If you read one of my previous posts, you know that I started "The Help", a novel from the perspective of maids in the 1960s in Mississippi. I was pained by the story and had a very difficult time getting through the beginning of it.
The Help is one of the best books I had read - particularly since I lived in Mississippi during that era.
The pain and fear continued throughout the book. I don't think maids in our little town ever wore uniforms, but they certainly were subjected to segregation. I went to an all-white school - Marks High School. The black school was called Marks Attendance Center. The King Store was a grocery on the other side of the tracks. Blacks did not shop at Piggly Wiggly, but a few ventured into the Kroger store. The only pharmacies were on the white side, but I never remember seeing a black person there.
I remember wondering why I couldn't play with "Ole Joe's" kids when they lived just down the road from us, but none of the segregation fight meant much to me.
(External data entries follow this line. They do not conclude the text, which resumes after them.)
/// Route hierarchy assembly
///
/// Turns the flat list of discovered files into a forest of route nodes:
/// every file becomes one node, linked to the nearest layout that covers its
/// directory. Construction happens in two phases: all nodes are registered in
/// an arena first, then parent edges are resolved by key lookup, and only then
/// is the owned tree materialized.

use serde::Serialize;
use std::collections::HashMap;
use std::fmt;
use tracing::warn;

use crate::classify::FileRole;
use crate::path::SegmentHierarchy;
use crate::route::{build_match_segments, classify_segment, MatchSegment, SegmentKind};
use crate::scan::DiscoveredFile;
use crate::InterceptLevel;

pub mod sort;
pub use sort::{natural_cmp, SortingType};

/// Stable node key derived from (segments, role), e.g. `blog/[slug]#page`
#[derive(Debug, Clone, PartialEq, Eq, Hash, PartialOrd, Ord, Serialize)]
pub struct RouteId(String);

impl RouteId {
    pub fn new<S: AsRef<str>>(segments: &[S], role: FileRole) -> Self {
        let joined = segments
            .iter()
            .map(AsRef::as_ref)
            .collect::<Vec<_>>()
            .join("/");
        RouteId(format!("{}#{}", joined, role))
    }

    pub fn as_str(&self) -> &str {
        &self.0
    }
}

impl fmt::Display for RouteId {
    fn fmt(&self, f: &mut fmt::Formatter<'_>) -> fmt::Result {
        f.write_str(&self.0)
    }
}

/// One node of the route forest, backed by exactly one discovered file
#[derive(Debug, Clone, Serialize)]
pub struct RouteNode {
    pub id: RouteId,
    pub display_path: String,
    pub is_dynamic: bool,
    pub is_page: bool,
    pub parent_id: Option<RouteId>,
    pub children: Vec<RouteNode>,
    pub file: DiscoveredFile,
    /// Matchable projection (groups and parallel slots removed)
    #[serde(skip)]
    pub match_segments: Vec<MatchSegment>,
    /// Innermost `@slot` this node lives under
    pub parallel_slot: Option<String>,
    #[serde(skip)]
    pub intercept: Option<InterceptLevel>,
}

impl RouteNode {
    fn from_file(file: DiscoveredFile) -> Self {
        let kinds: Vec<SegmentKind> = file.segments.iter().map(|s| classify_segment(s)).collect();

        let is_dynamic = kinds.iter().any(SegmentKind::is_dynamic);
        let parallel_slot = kinds.iter().rev().find_map(|kind| match kind {
            SegmentKind::Parallel(slot) => Some(slot.clone()),
            _ => None,
        });
        let intercept = kinds.iter().find_map(|kind| match kind {
            SegmentKind::Intercepting(level, _) => Some(*level),
            _ => None,
        });

        Self {
            id: RouteId::new(&file.segments, file.role),
            display_path: file.route_path.clone(),
            is_dynamic,
            is_page: file.role == FileRole::Page,
            parent_id: None,
            children: Vec::new(),
            match_segments: build_match_segments(&file.segments),
            parallel_slot,
            intercept,
            file,
        }
    }

    pub fn role(&self) -> FileRole {
        self.file.role
    }

    pub fn segments(&self) -> &[String] {
        &self.file.segments
    }

    pub fn depth(&self) -> usize {
        self.file.segments.len()
    }

    /// Whether any ancestor directory is a route group
    pub fn in_route_group(&self) -> bool {
        self.file
            .segments
            .iter()
            .any(|s| matches!(classify_segment(s), SegmentKind::RouteGroup(_)))
    }

    fn sort_key_cmp(&self, other: &Self, sorting: SortingType) -> std::cmp::Ordering {
        sorting
            .compare(&self.display_path, &other.display_path)
            .then_with(|| self.role().cmp(&other.role()))
            .then_with(|| self.id.cmp(&other.id))
    }
}

/// The set of top-level route trees produced by one rebuild
#[derive(Debug, Clone, Default, Serialize)]
pub struct RouteForest {
    roots: Vec<RouteNode>,
    #[serde(skip)]
    locations: HashMap<RouteId, Vec<usize>>,
    #[serde(skip)]
    sorting: SortingType,
}

impl RouteForest {
    pub fn roots(&self) -> &[RouteNode] {
        &self.roots
    }

    pub fn sorting(&self) -> SortingType {
        self.sorting
    }

    pub fn len(&self) -> usize {
        self.locations.len()
    }

    pub fn is_empty(&self) -> bool {
        self.locations.is_empty()
    }

    /// Looks up a node by id (child-index path from the roots)
    pub fn get(&self, id: &RouteId) -> Option<&RouteNode> {
        let path = self.locations.get(id)?;
        let (first, rest) = path.split_first()?;
        rest.iter()
            .try_fold(self.roots.get(*first)?, |node, idx| node.children.get(*idx))
    }

    /// Pre-order traversal over every node
    pub fn iter(&self) -> PreOrder<'_> {
        PreOrder {
            stack: self.roots.iter().rev().collect(),
        }
    }

    /// Only nodes backed by a page file
    pub fn pages(&self) -> impl Iterator<Item = &RouteNode> {
        self.iter().filter(|node| node.is_page)
    }

    /// Every node in a linear order: shallower first, then by sorting type
    pub fn flatten(&self) -> Vec<&RouteNode> {
        let mut nodes: Vec<&RouteNode> = self.iter().collect();
        nodes.sort_by(|a, b| {
            a.depth()
                .cmp(&b.depth())
                .then_with(|| a.sort_key_cmp(b, self.sorting))
        });
        nodes
    }
}

/// Pre-order iterator over a forest
pub struct PreOrder<'a> {
    stack: Vec<&'a RouteNode>,
}

impl<'a> Iterator for PreOrder<'a> {
    type Item = &'a RouteNode;

    fn next(&mut self) -> Option<Self::Item> {
        let node = self.stack.pop()?;
        self.stack.extend(node.children.iter().rev());
        Some(node)
    }
}

/// Assembles the route forest from discovered files
///
/// Files are processed shallowest first. Each node's parent is the layout at
/// its own directory (unless it is that layout), else the first layout found
/// walking up one segment at a time. Nodes without a layout ancestor, or
/// whose ancestor cannot hold children, become roots.
///
/// Two files that map to the same id (e.g. `page.tsx` and `page.js` in one
/// directory) keep the first; the duplicate is logged and dropped.
pub fn build_hierarchy(files: Vec<DiscoveredFile>, sorting: SortingType) -> RouteForest {
    let mut files = files;
    files.sort_by_key(|file| file.segments.len());

    // Phase 1: arena
    let mut arena: Vec<RouteNode> = Vec::with_capacity(files.len());
    let mut by_id: HashMap<RouteId, usize> = HashMap::new();
    let mut layouts: HashMap<Vec<String>, usize> = HashMap::new();

    for file in files {
        let node = RouteNode::from_file(file);
        if by_id.contains_key(&node.id) {
            warn!(
                "Duplicate route file {:?} for {}, keeping the first",
                node.file.relative_path, node.id
            );
            continue;
        }

        let idx = arena.len();
        by_id.insert(node.id.clone(), idx);
        if node.role().permits_children() {
            layouts.insert(node.file.segments.clone(), idx);
        }
        arena.push(node);
    }

    // Phase 2: resolve parent edges by lookup
    let mut children: Vec<Vec<usize>> = vec![Vec::new(); arena.len()];
    let mut roots: Vec<usize> = Vec::new();

    for idx in 0..arena.len() {
        let parent = SegmentHierarchy::new(arena[idx].segments())
            .filter_map(|prefix| layouts.get(prefix).copied())
            .find(|&candidate| candidate != idx);

        match parent {
            Some(parent_idx) => {
                let parent_id = arena[parent_idx].id.clone();
                arena[idx].parent_id = Some(parent_id);
                children[parent_idx].push(idx);
            }
            None => roots.push(idx),
        }
    }

    // Phase 3: materialize owned trees
    let mut slots: Vec<Option<RouteNode>> = arena.into_iter().map(Some).collect();
    let mut root_nodes: Vec<RouteNode> = roots
        .iter()
        .filter_map(|&idx| materialize(idx, &mut slots, &children, sorting))
        .collect();
    root_nodes.sort_by(|a, b| a.sort_key_cmp(b, sorting));

    let mut locations = HashMap::new();
    for (idx, root) in root_nodes.iter().enumerate() {
        record_locations(root, vec![idx], &mut locations);
    }

    RouteForest {
        roots: root_nodes,
        locations,
        sorting,
    }
}

fn materialize(
    idx: usize,
    slots: &mut [Option<RouteNode>],
    children: &[Vec<usize>],
    sorting: SortingType,
) -> Option<RouteNode> {
    let mut node = slots[idx].take()?;
    node.children = children[idx]
        .iter()
        .filter_map(|&child| materialize(child, slots, children, sorting))
        .collect();
    node.children.sort_by(|a, b| a.sort_key_cmp(b, sorting));
    Some(node)
}

fn record_locations(node: &RouteNode, path: Vec<usize>, out: &mut HashMap<RouteId, Vec<usize>>) {
    for (idx, child) in node.children.iter().enumerate() {
        let mut child_path = path.clone();
        child_path.push(idx);
        record_locations(child, child_path, out);
    }
    out.insert(node.id.clone(), path);
}

#[cfg(test)]
mod tests {
    use super::*;
    use std::path::Path;

    fn files(paths: &[&str]) -> Vec<DiscoveredFile> {
        paths
            .iter()
            .filter_map(|p| DiscoveredFile::from_relative(Path::new("/app"), Path::new(p)))
            .collect()
    }

    fn id(s: &str) -> RouteId {
        RouteId(s.to_string())
    }

    #[test]
    fn test_route_id_is_deterministic() {
        assert_eq!(RouteId::new(&["blog", "[slug]"], FileRole::Page).as_str(), "blog/[slug]#page");
        assert_eq!(RouteId::new::<&str>(&[], FileRole::Layout).as_str(), "#layout");
    }

    #[test]
    fn test_page_and_layout_same_directory() {
        let forest = build_hierarchy(
            files(&["layout.tsx", "blog/layout.tsx", "blog/page.tsx"]),
            SortingType::Natural,
        );

        let page = forest.get(&id("blog#page")).unwrap();
        assert_eq!(page.parent_id, Some(id("blog#layout")));

        let blog_layout = forest.get(&id("blog#layout")).unwrap();
        assert_eq!(blog_layout.parent_id, Some(id("#layout")));
        assert_eq!(forest.roots().len(), 1);
    }

    #[test]
    fn test_walks_up_to_nearest_layout() {
        let forest = build_hierarchy(
            files(&["layout.tsx", "a/b/c/page.tsx"]),
            SortingType::Natural,
        );
        let page = forest.get(&id("a/b/c#page")).unwrap();
        assert_eq!(page.parent_id, Some(id("#layout")));
    }

    #[test]
    fn test_no_layout_means_root() {
        let forest = build_hierarchy(files(&["about/page.tsx", "blog/page.tsx"]), SortingType::Natural);
        assert_eq!(forest.roots().len(), 2);
        assert!(forest.iter().all(|n| n.parent_id.is_none()));
    }

    #[test]
    fn test_every_file_reachable() {
        let input = files(&[
            "layout.tsx",
            "page.tsx",
            "loading.tsx",
            "(shop)/layout.tsx",
            "(shop)/cart/page.tsx",
            "dashboard/@team/page.tsx",
            "api/route.ts",
        ]);
        let count = input.len();
        let forest = build_hierarchy(input, SortingType::Natural);
        assert_eq!(forest.len(), count);
        assert_eq!(forest.iter().count(), count);
    }

    #[test]
    fn test_duplicate_ids_keep_first() {
        let forest = build_hierarchy(files(&["page.tsx", "page.js"]), SortingType::Natural);
        assert_eq!(forest.len(), 1);
    }

    #[test]
    fn test_node_flags() {
        let forest = build_hierarchy(
            files(&["dashboard/@team/[id]/page.tsx", "feed/(..)photo/layout.tsx"]),
            SortingType::Natural,
        );
        let team = forest.get(&id("dashboard/@team/[id]#page")).unwrap();
        assert!(team.is_dynamic);
        assert!(team.is_page);
        assert_eq!(team.parallel_slot.as_deref(), Some("team"));
        assert_eq!(team.display_path, "/dashboard/team/:id");

        let photo = forest.get(&id("feed/(..)photo#layout")).unwrap();
        assert!(!photo.is_dynamic);
        assert!(!photo.is_page);
        assert_eq!(photo.intercept, Some(InterceptLevel::OneLevelUp));
    }

    #[test]
    fn test_siblings_sorted_naturally() {
        let forest = build_hierarchy(
            files(&["layout.tsx", "page10/page.tsx", "page2/page.tsx", "page1/page.tsx"]),
            SortingType::Natural,
        );
        let paths: Vec<&str> = forest.roots()[0]
            .children
            .iter()
            .map(|n| n.display_path.as_str())
            .collect();
        assert_eq!(paths, vec!["/page1", "/page2", "/page10"]);
    }

    #[test]
    fn test_siblings_sorted_basic() {
        let forest = build_hierarchy(
            files(&["layout.tsx", "page10/page.tsx", "page2/page.tsx"]),
            SortingType::Basic,
        );
        let paths: Vec<&str> = forest.roots()[0]
            .children
            .iter()
            .map(|n| n.display_path.as_str())
            .collect();
        assert_eq!(paths, vec!["/page10", "/page2"]);
    }

    #[test]
    fn test_flatten_depth_first() {
        let forest = build_hierarchy(
            files(&["z/page.tsx", "a/b/page.tsx", "page.tsx"]),
            SortingType::Natural,
        );
        let flat: Vec<&str> = forest.flatten().iter().map(|n| n.id.as_str()).collect();
        assert_eq!(flat, vec!["#page", "z#page", "a/b#page"]);
    }
}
Although I spent many early mornings in one of our clinics, I don't remember who was there. Mom could not take off from work to sit with me at the doctor's office; so she would drop me off as she went to work. When I was finished, I would walk the block to the Ben Franklin store where she worked. Sometimes she had to take off an hour to take me home - we lived 4.5 miles out of town - and would be docked for that time. Sometimes I simply slept in the back seat of the car until she got off work.
I was very familiar with the black side of town because my Dad was an alcoholic, the town drunk. He loved to sit in a garage over there and drink. None of us ever worried about my walking through that black-owned garage to the back to get Daddy. They sat on upturned Coca-Cola cases, smoked cigarettes and drank. Sometimes I was with him when he went to the bootlegger to buy more whiskey - that was in the black section of town. Sometimes the black women would give him vegetables from their gardens. He would stop to chat with them. I knew most of their names then.
The book was interesting and sad - so much fear, so much violence that is still present in Mississippi. In 2001 I went shopping for my sister-in-law at the cheap grocery store in town. My new car and my clothing were not the only things that set me apart from most of the people - I was white. They stared at me. A few of them spoke to me. I was uncomfortable wondering what they thought about me.
I was in the rioting crowds at Ole Miss when James Meredith entered there. The following summer, I actually had a class with him; we both struggled with World History, but I never spoke to him. I was too interested in drinking and having a good time.
I worked in Memphis when Martin Luther King Jr. was killed about 10 blocks away. Only then did I really become aware of what was happening...and took an integrationist point of view - one that my kin in Mississippi oppose today.
Back to the book: The Junior League was and still is out of my realm of being, but I've heard stories. I suspect this book is accurate in detail and in pain and fear but also in the loyal and loving relationships. I rejoiced in the freedom of people in the 1960s and in the book. It is well written, and the diaglogue is consistent with what I heard and some of what I still speak when I'm tired. Read it!